Regia di Andrew Davis vedi scheda film
Può una caccia all’uomo, uno dei temi più inflazionati al cinema, risultare ancora una volta interessante ed avvincente? Certo che può, altrimenti non sarebbe nemmeno una caccia all’uomo. Il film di caccia deve contenere necessariamente certe caratteristiche, che sono presto dette: deve correre con la stessa disperazione del fuggitivo per due banalissime e preziose ragioni (immedesimazione e coinvolgimento); deve al contempo stargli con il fiato sul collo (devono quindi esserci un contesto intrigante e uno stuolo di antagonisti credibili); e deve avere una buona ragione tale da giustificare la fuga e l’inseguimento.
C’è tutto questo nel film di Andrew Davis, a suo modo capitale nel genere (sarebbe il remake di una celebre serie televisiva, ma ogni cosa è reinventata con arguzia e professionalità) per due sequenze da antologia: l’evasione del protagonista e il salto nel vuoto. Al centro della scena c’è un uomo comune a cui uccidono la bella e ricca moglie: accusato ingiustamente e ad un passo dalla pena di morte, riesce a salvarsi e si mette alla ricerca della verità, ma viene braccato da uno spietato poliziotto federale.

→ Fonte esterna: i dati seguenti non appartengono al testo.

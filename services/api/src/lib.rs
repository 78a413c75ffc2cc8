mod cli;
mod demo;
mod infra;
mod routes;
mod server;

use dpr_studio::error::AppError;

pub async fn run() -> Result<(), AppError> {
    cli::run().await
}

Con una partenza serratissima con più campi d’azione (una lode all’esercito di montatori accreditati, almeno sei o sette), si entra subito nel film e non se ne esce più grazie alla faccia sbigottita e scoraggiata di Harrison Ford di cui è impossibile non provare pietà e ad una narrazione rapida e trascinante. Alla fine la cosa per cui ci si dispiace di più è la scoperta del tradimento, ma è meglio non rivelare niente. Da notare, invece, il controcanto di Ford, rappresentato da un Tommy Lee Jones che ha un ingresso in scena memorabile e si è portato a casa una valanga di premi come miglior attore non protagonista.